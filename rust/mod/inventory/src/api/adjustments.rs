use axum::extract::{Path, State};
use axum::routing::post;
use axum::{Json, Router};

use docflow::{document_routes, Doc, NoteRequest, ReasonRequest};
use fabrica_core::{Principal, ServiceError};

use crate::model::{AdjustmentData, StockAdjustment};
use crate::service::InventoryService;

pub fn router() -> Router<InventoryService> {
    document_routes::<StockAdjustment, InventoryService>("/adjustments")
        .route("/adjustments", post(create_adjustment))
        .route("/adjustments/{id}/@submit", post(submit_adjustment))
        .route("/adjustments/{id}/@approve", post(approve_adjustment))
        .route("/adjustments/{id}/@reject", post(reject_adjustment))
        .route("/adjustments/{id}/@cancel", post(cancel_adjustment))
}

type AdjustmentResult = Result<Json<Doc<StockAdjustment>>, ServiceError>;

async fn create_adjustment(
    State(svc): State<InventoryService>,
    principal: Principal,
    Json(data): Json<AdjustmentData>,
) -> AdjustmentResult {
    Ok(Json(svc.create_adjustment(&principal, data)?))
}

async fn submit_adjustment(
    State(svc): State<InventoryService>,
    principal: Principal,
    Path(id): Path<String>,
    Json(req): Json<NoteRequest>,
) -> AdjustmentResult {
    Ok(Json(svc.submit_adjustment(&principal, &id, req.note.as_deref())?))
}

async fn approve_adjustment(
    State(svc): State<InventoryService>,
    principal: Principal,
    Path(id): Path<String>,
    Json(req): Json<NoteRequest>,
) -> AdjustmentResult {
    Ok(Json(svc.approve_adjustment(&principal, &id, req.note.as_deref())?))
}

async fn reject_adjustment(
    State(svc): State<InventoryService>,
    principal: Principal,
    Path(id): Path<String>,
    Json(req): Json<ReasonRequest>,
) -> AdjustmentResult {
    let reason = req.required("reject")?;
    Ok(Json(svc.reject_adjustment(&principal, &id, reason)?))
}

async fn cancel_adjustment(
    State(svc): State<InventoryService>,
    principal: Principal,
    Path(id): Path<String>,
    Json(req): Json<NoteRequest>,
) -> AdjustmentResult {
    Ok(Json(svc.cancel_adjustment(&principal, &id, req.note.as_deref())?))
}
use std::time::Duration;

use tokio_util::sync::CancellationToken;
use tracing::{debug, error, info};

use crate::service::CmmsService;

/// Configuration for the background permit watchdog.
#[derive(Debug, Clone)]
pub struct WatchdogConfig {
    /// How often to scan for permits past their validity (seconds).
    pub permit_expiry_interval: u64,
}

impl Default for WatchdogConfig {
    fn default() -> Self {
        Self {
            permit_expiry_interval: 60,
        }
    }
}

/// Start the permit expiry loop.
///
/// Every tick, approved, active and suspended permits whose `validUntil`
/// has passed move to EXPIRED under the system actor.
///
/// Returns a CancellationToken that stops the loop when cancelled.
pub fn start(service: CmmsService, config: WatchdogConfig) -> CancellationToken {
    let cancel = CancellationToken::new();
    let token = cancel.clone();
    let interval = Duration::from_secs(config.permit_expiry_interval.max(1));

    tokio::spawn(async move {
        info!("permit expiry watchdog started (interval={interval:?})");
        loop {
            tokio::select! {
                _ = token.cancelled() => {
                    info!("permit expiry watchdog stopped");
                    break;
                }
                _ = tokio::time::sleep(interval) => {
                    debug!("permit expiry scan");
                    match service.expire_permits() {
                        Ok(0) => {}
                        Ok(n) => info!("permit watchdog: expired {n} permits"),
                        Err(e) => error!("permit watchdog error: {e}"),
                    }
                }
            }
        }
    });

    cancel
}
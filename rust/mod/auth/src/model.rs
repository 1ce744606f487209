use serde::{Deserialize, Serialize};

use fabrica_core::{Principal, ViewMode};

/// Username reserved for the configured superadmin.
pub const ROOT_USERNAME: &str = "root";

/// A user account. The password hash never leaves the service.
#[derive(Debug, Clone, Serialize, Deserialize)]
#[serde(rename_all = "camelCase")]
pub struct User {
    pub id: String,
    pub username: String,
    pub company_id: String,
    /// Role ids within the user's company.
    #[serde(default)]
    pub roles: Vec<String>,
    /// Whether the user may switch to the T2 view.
    #[serde(default)]
    pub extended_view: bool,
    #[serde(default = "default_active")]
    pub active: bool,
    pub created_at: String,
    pub updated_at: String,
}

fn default_active() -> bool {
    true
}

/// A named permission set, scoped to one company.
#[derive(Debug, Clone, Serialize, Deserialize)]
#[serde(rename_all = "camelCase")]
pub struct Role {
    pub id: String,
    pub company_id: String,
    #[serde(default)]
    pub description: String,
    #[serde(default)]
    pub permissions: Vec<String>,
    pub created_at: String,
}

#[derive(Debug, Clone, Deserialize)]
#[serde(rename_all = "camelCase")]
pub struct CreateUser {
    pub username: String,
    pub password: String,
    #[serde(default)]
    pub roles: Vec<String>,
    #[serde(default)]
    pub extended_view: bool,
}

#[derive(Debug, Clone, Deserialize)]
#[serde(rename_all = "camelCase")]
pub struct CreateRole {
    pub id: String,
    #[serde(default)]
    pub description: String,
    #[serde(default)]
    pub permissions: Vec<String>,
}

/// JWT claims payload.
#[derive(Debug, Clone, PartialEq, Serialize, Deserialize)]
#[serde(rename_all = "camelCase")]
pub struct Claims {
    /// Subject: user id, or `root`.
    pub sub: String,
    pub company_id: String,
    /// Flattened permissions of every role the user holds.
    #[serde(default)]
    pub permissions: Vec<String>,
    #[serde(default)]
    pub root: bool,
    #[serde(default)]
    pub extended_view: bool,
    /// Issued at (unix timestamp).
    pub iat: i64,
    /// Expiration (unix timestamp).
    pub exp: i64,
}

impl Claims {
    /// The caller these claims describe, in the requested view mode.
    ///
    /// Extended view needs the `extendedView` claim (root always has it).
    pub fn principal(&self, view_mode: ViewMode) -> Option<Principal> {
        if view_mode == ViewMode::Extended && !(self.extended_view || self.root) {
            return None;
        }
        Some(Principal {
            user_id: self.sub.clone(),
            company_id: self.company_id.clone(),
            permissions: self.permissions.clone(),
            root: self.root,
            view_mode,
        })
    }
}

/// Login request body.
#[derive(Debug, Clone, Deserialize)]
#[serde(rename_all = "camelCase")]
pub struct LoginRequest {
    pub username: String,
    pub password: String,
    /// Company the root account acts in. Ignored for normal users.
    #[serde(default)]
    pub company_id: Option<String>,
}

/// Login response body.
#[derive(Debug, Clone, Serialize)]
#[serde(rename_all = "camelCase")]
pub struct LoginResponse {
    pub access_token: String,
    pub token_type: String,
    pub expires_in: u64,
}
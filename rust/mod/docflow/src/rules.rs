use fabrica_core::auth::SYSTEM_ACTOR;
use fabrica_core::{Principal, ServiceError};

use crate::model::{DocState, Lifecycle, Rule};

/// Permission of rules only background jobs may run, as
/// [`Principal::system`]. No grant, not even `*` or root, matches it.
pub const SYSTEM_PERMISSION: &str = "system";

/// Find the rule for `action` from `current`.
///
/// - No rule names the action: `Validation` (unknown action).
/// - Rules exist but none starts at `current`: `InvalidTransition`.
pub fn resolve<S: DocState>(
    rules: &'static [Rule<S>],
    kind: &str,
    current: S,
    action: &str,
) -> Result<&'static Rule<S>, ServiceError> {
    let mut known = false;
    for rule in rules.iter().filter(|r| r.action == action) {
        known = true;
        if rule.from.contains(&current) {
            if rule.to.is_empty() {
                return Err(ServiceError::Internal(format!(
                    "rule {action} of {kind} has no target status"
                )));
            }
            return Ok(rule);
        }
    }

    if !known {
        return Err(ServiceError::Validation(format!("unknown action '{action}' for {kind}")));
    }
    Err(ServiceError::InvalidTransition(format!(
        "cannot {action} {kind} in status {current}"
    )))
}

/// Actions that can be taken from `current`, in table order.
pub fn available_actions<S: DocState>(rules: &'static [Rule<S>], current: S) -> Vec<&'static str> {
    let mut actions: Vec<&'static str> = Vec::new();
    for rule in rules.iter().filter(|r| r.from.contains(&current)) {
        if !actions.contains(&rule.action) {
            actions.push(rule.action);
        }
    }
    actions
}

/// Whether `principal` may run `rule`.
pub fn may_run<S: DocState>(principal: &Principal, rule: &Rule<S>) -> bool {
    if rule.permission == SYSTEM_PERMISSION {
        return principal.root && principal.user_id == SYSTEM_ACTOR;
    }
    principal.allows(rule.permission)
}

/// [`may_run`] as a `PermissionDenied` error.
pub fn require_rule<S: DocState>(
    principal: &Principal,
    kind: &str,
    rule: &Rule<S>,
) -> Result<(), ServiceError> {
    if may_run(principal, rule) {
        return Ok(());
    }
    Err(ServiceError::PermissionDenied(format!(
        "{} may not {} {kind}",
        principal.user_id, rule.action
    )))
}

/// Every permission string a lifecycle checks, without duplicates.
/// System-only rules are left out: nobody can be granted them.
pub fn permissions_of<L: Lifecycle>() -> Vec<&'static str> {
    let mut perms = vec![L::CREATE_PERMISSION, L::READ_PERMISSION, L::UPDATE_PERMISSION];
    for rule in L::RULES {
        if rule.permission != SYSTEM_PERMISSION && !perms.contains(&rule.permission) {
            perms.push(rule.permission);
        }
    }
    perms
}

#[cfg(test)]
mod tests {
    use super::*;

    crate::doc_state! {
        pub enum GateStatus {
            Closed = "CLOSED",
            Open = "OPEN",
            Locked = "LOCKED",
        }
        terminal = [Locked];
    }

    const RULES: &[Rule<GateStatus>] = &[
        Rule {
            action: "open",
            from: &[GateStatus::Closed],
            to: &[GateStatus::Open],
            permission: "gate:open",
        },
        Rule {
            action: "close",
            from: &[GateStatus::Open],
            to: &[GateStatus::Closed, GateStatus::Locked],
            permission: "gate:close",
        },
        Rule {
            action: "lock",
            from: &[GateStatus::Closed],
            to: &[GateStatus::Locked],
            permission: "gate:lock",
        },
    ];

    #[test]
    fn resolves_allowed_transition() {
        let rule = resolve(RULES, "gate", GateStatus::Closed, "open").unwrap();
        assert_eq!(rule.to, &[GateStatus::Open]);
        assert_eq!(rule.permission, "gate:open");
    }

    #[test]
    fn rejects_from_wrong_status() {
        let err = resolve(RULES, "gate", GateStatus::Open, "open").unwrap_err();
        assert!(matches!(err, ServiceError::InvalidTransition(_)));
        assert_eq!(err.to_string(), "cannot open gate in status OPEN");
    }

    #[test]
    fn rejects_unknown_action() {
        let err = resolve(RULES, "gate", GateStatus::Open, "paint").unwrap_err();
        assert!(matches!(err, ServiceError::Validation(_)));
    }

    #[test]
    fn terminal_state_has_no_actions() {
        assert!(available_actions(RULES, GateStatus::Locked).is_empty());
        assert_eq!(available_actions(RULES, GateStatus::Closed), vec!["open", "lock"]);
    }

    #[test]
    fn permission_catalog() {
        use crate::engine::tests::Ticket;
        assert_eq!(
            permissions_of::<Ticket>(),
            vec![
                "test:ticket:create",
                "test:ticket:read",
                "test:ticket:update",
                "test:ticket:assign",
                "test:ticket:finish",
            ]
        );
    }

    #[test]
    fn system_rules_need_the_system_principal() {
        let expire = Rule {
            action: "expire",
            from: &[GateStatus::Open],
            to: &[GateStatus::Locked],
            permission: SYSTEM_PERMISSION,
        };
        let mut root = Principal::system("c1");
        root.user_id = "root".into();
        let admin = Principal {
            user_id: "ana".into(),
            company_id: "c1".into(),
            permissions: vec!["*".into()],
            root: false,
            view_mode: Default::default(),
        };

        assert!(may_run(&Principal::system("c1"), &expire));
        assert!(!may_run(&root, &expire));
        assert!(!may_run(&admin, &expire));
        let err = require_rule(&admin, "gate", &expire).unwrap_err();
        assert!(matches!(err, ServiceError::PermissionDenied(_)));
        assert!(may_run(&admin, &RULES[0]));
    }
}
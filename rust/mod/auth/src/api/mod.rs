mod login;
pub(crate) mod roles;
pub(crate) mod users;

use std::sync::Arc;

use axum::Router;

use crate::service::AuthService;

pub use login::TOKEN_COOKIE;

/// Router state.
pub type AppState = Arc<AuthService>;

/// Build the auth router, nested under `/auth` by the server.
///
/// Routes:
/// - `POST /login`, `POST /logout`, `GET /me`
/// - `POST /users`, `GET /users`, `GET /users/{id}`
/// - `POST /roles`, `GET /roles`
pub fn router(service: AppState) -> Router {
    Router::new()
        .merge(login::routes())
        .merge(users::routes())
        .merge(roles::routes())
        .with_state(service)
}
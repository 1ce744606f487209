use axum::extract::{Path, State};
use axum::routing::post;
use axum::{Json, Router};

use docflow::{document_routes, Doc, NoteRequest, ReasonRequest};
use fabrica_core::{Principal, ServiceError};

use crate::model::{CloseRequest, Permit, PermitData};
use crate::service::CmmsService;

pub fn router() -> Router<CmmsService> {
    document_routes::<Permit, CmmsService>("/permits")
        .route("/permits", post(create_permit))
        .route("/permits/{id}/@submit", post(submit_permit))
        .route("/permits/{id}/@approve", post(approve_permit))
        .route("/permits/{id}/@reject", post(reject_permit))
        .route("/permits/{id}/@activate", post(activate_permit))
        .route("/permits/{id}/@suspend", post(suspend_permit))
        .route("/permits/{id}/@resume", post(resume_permit))
        .route("/permits/{id}/@close", post(close_permit))
        .route("/permits/{id}/@cancel", post(cancel_permit))
}

type PermitResult = Result<Json<Doc<Permit>>, ServiceError>;

// ---------------------------------------------------------------------------
// POST /permits
// ---------------------------------------------------------------------------

async fn create_permit(
    State(svc): State<CmmsService>,
    principal: Principal,
    Json(data): Json<PermitData>,
) -> PermitResult {
    Ok(Json(svc.create_permit(&principal, data)?))
}

// ---------------------------------------------------------------------------
// Approval chain
// ---------------------------------------------------------------------------

async fn submit_permit(
    State(svc): State<CmmsService>,
    principal: Principal,
    Path(id): Path<String>,
    Json(req): Json<NoteRequest>,
) -> PermitResult {
    Ok(Json(svc.submit_permit(&principal, &id, req.note.as_deref())?))
}

async fn approve_permit(
    State(svc): State<CmmsService>,
    principal: Principal,
    Path(id): Path<String>,
    Json(req): Json<NoteRequest>,
) -> PermitResult {
    Ok(Json(svc.approve_permit(&principal, &id, req.note.as_deref())?))
}

async fn reject_permit(
    State(svc): State<CmmsService>,
    principal: Principal,
    Path(id): Path<String>,
    Json(req): Json<ReasonRequest>,
) -> PermitResult {
    let reason = req.required("reject")?;
    Ok(Json(svc.reject_permit(&principal, &id, reason)?))
}

// ---------------------------------------------------------------------------
// Execution
// ---------------------------------------------------------------------------

async fn activate_permit(
    State(svc): State<CmmsService>,
    principal: Principal,
    Path(id): Path<String>,
    Json(req): Json<NoteRequest>,
) -> PermitResult {
    Ok(Json(svc.activate_permit(&principal, &id, req.note.as_deref())?))
}

async fn suspend_permit(
    State(svc): State<CmmsService>,
    principal: Principal,
    Path(id): Path<String>,
    Json(req): Json<ReasonRequest>,
) -> PermitResult {
    let reason = req.required("suspend")?;
    Ok(Json(svc.suspend_permit(&principal, &id, reason)?))
}

async fn resume_permit(
    State(svc): State<CmmsService>,
    principal: Principal,
    Path(id): Path<String>,
    Json(req): Json<NoteRequest>,
) -> PermitResult {
    Ok(Json(svc.resume_permit(&principal, &id, req.note.as_deref())?))
}

async fn close_permit(
    State(svc): State<CmmsService>,
    principal: Principal,
    Path(id): Path<String>,
    Json(req): Json<CloseRequest>,
) -> PermitResult {
    Ok(Json(svc.close_permit(&principal, &id, &req.notes)?))
}

async fn cancel_permit(
    State(svc): State<CmmsService>,
    principal: Principal,
    Path(id): Path<String>,
    Json(req): Json<NoteRequest>,
) -> PermitResult {
    Ok(Json(svc.cancel_permit(&principal, &id, req.note.as_deref())?))
}

#[cfg(test)]
mod tests {
    use axum::body::Body;
    use axum::http::{Request, StatusCode};
    use axum::{Extension, Router};
    use tower::ServiceExt;

    use crate::service::tests::{active_permit, service, user};
    use crate::service::CmmsService;

    fn app(svc: CmmsService, who: &str) -> Router {
        crate::api::router(svc).layer(Extension(user(who)))
    }

    fn post_json(uri: &str, body: serde_json::Value) -> Request<Body> {
        Request::post(uri)
            .header("content-type", "application/json")
            .body(Body::from(body.to_string()))
            .unwrap()
    }

    async fn body_json(resp: axum::response::Response) -> serde_json::Value {
        let bytes = axum::body::to_bytes(resp.into_body(), 1024 * 1024).await.unwrap();
        serde_json::from_slice(&bytes).unwrap()
    }

    fn permit_body() -> serde_json::Value {
        let now = chrono::Utc::now();
        serde_json::json!({
            "permitType": "CONFINED_SPACE",
            "location": "Tank 2",
            "hazards": ["oxygen deficiency"],
            "ppe": ["harness"],
            "validFrom": (now - chrono::Duration::hours(1)).to_rfc3339(),
            "validUntil": (now + chrono::Duration::hours(4)).to_rfc3339(),
        })
    }

    #[tokio::test]
    async fn submit_twice_is_400_invalid_transition() {
        let svc = service();

        let resp = app(svc.clone(), "ana")
            .oneshot(post_json("/permits", permit_body()))
            .await
            .unwrap();
        assert_eq!(resp.status(), StatusCode::OK);
        let created = body_json(resp).await;
        assert_eq!(created["status"], "DRAFT");
        assert_eq!(created["number"], "PTW-000001");
        assert_eq!(created["data"]["requestedBy"], "ana");
        let id = created["id"].as_str().unwrap().to_string();

        let uri = format!("/permits/{id}/@submit");
        let resp = app(svc.clone(), "ana")
            .oneshot(post_json(&uri, serde_json::json!({})))
            .await
            .unwrap();
        assert_eq!(resp.status(), StatusCode::OK);
        assert_eq!(body_json(resp).await["status"], "PENDING_APPROVAL");

        let resp = app(svc, "ana")
            .oneshot(post_json(&uri, serde_json::json!({})))
            .await
            .unwrap();
        assert_eq!(resp.status(), StatusCode::BAD_REQUEST);
        let err = body_json(resp).await;
        assert_eq!(err["code"], "INVALID_TRANSITION");
    }

    #[tokio::test]
    async fn reject_needs_reason_and_history_is_recorded() {
        let svc = service();
        let resp = app(svc.clone(), "ana")
            .oneshot(post_json("/permits", permit_body()))
            .await
            .unwrap();
        let id = body_json(resp).await["id"].as_str().unwrap().to_string();
        app(svc.clone(), "ana")
            .oneshot(post_json(&format!("/permits/{id}/@submit"), serde_json::json!({})))
            .await
            .unwrap();

        let resp = app(svc.clone(), "sam")
            .oneshot(post_json(
                &format!("/permits/{id}/@reject"),
                serde_json::json!({"reason": "  "}),
            ))
            .await
            .unwrap();
        assert_eq!(resp.status(), StatusCode::BAD_REQUEST);
        assert_eq!(body_json(resp).await["code"], "VALIDATION_FAILED");

        let resp = app(svc.clone(), "sam")
            .oneshot(post_json(
                &format!("/permits/{id}/@reject"),
                serde_json::json!({"reason": "no gas test"}),
            ))
            .await
            .unwrap();
        assert_eq!(resp.status(), StatusCode::OK);
        let json = body_json(resp).await;
        assert_eq!(json["status"], "REJECTED");
        assert_eq!(json["data"]["rejectionReason"], "no gas test");

        let resp = app(svc, "sam")
            .oneshot(
                Request::get(format!("/permits/{id}/history"))
                    .body(Body::empty())
                    .unwrap(),
            )
            .await
            .unwrap();
        let history = body_json(resp).await;
        assert_eq!(history.as_array().unwrap().len(), 3);
        assert_eq!(history[2]["note"], "no gas test");
        assert_eq!(history[2]["actor"], "sam");
    }

    #[tokio::test]
    async fn work_order_routes_are_mounted() {
        let svc = service();
        let resp = app(svc.clone(), "ana")
            .oneshot(post_json(
                "/work-orders",
                serde_json::json!({"machineId": "lathe-2", "title": "Lubricate"}),
            ))
            .await
            .unwrap();
        assert_eq!(resp.status(), StatusCode::OK);
        let wo = body_json(resp).await;
        assert_eq!(wo["status"], "PENDING");
        assert_eq!(wo["data"]["priority"], "MEDIUM");
        let id = wo["id"].as_str().unwrap().to_string();

        let resp = app(svc, "ana")
            .oneshot(post_json(&format!("/work-orders/{id}/@start"), serde_json::json!({})))
            .await
            .unwrap();
        assert_eq!(body_json(resp).await["status"], "IN_PROGRESS");
    }

    #[tokio::test]
    async fn active_permit_actions_leave_expiry_to_the_watchdog() {
        let svc = service();
        let p = active_permit(&svc);
        let resp = app(svc, "sam")
            .oneshot(
                Request::get(format!("/permits/{}/actions", p.id))
                    .body(Body::empty())
                    .unwrap(),
            )
            .await
            .unwrap();
        assert_eq!(resp.status(), StatusCode::OK);
        let json = body_json(resp).await;
        let actions: Vec<&str> = json["actions"]
            .as_array()
            .unwrap()
            .iter()
            .map(|a| a.as_str().unwrap())
            .collect();
        assert!(actions.contains(&"close"));
        assert!(!actions.contains(&"expire"));
    }
}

● **The task**:
Return every line in the listing that contains the word "Extension".

● **Written answer**:
    use axum::{Extension, Router};
        crate::api::router(svc).layer(Extension(user(who)))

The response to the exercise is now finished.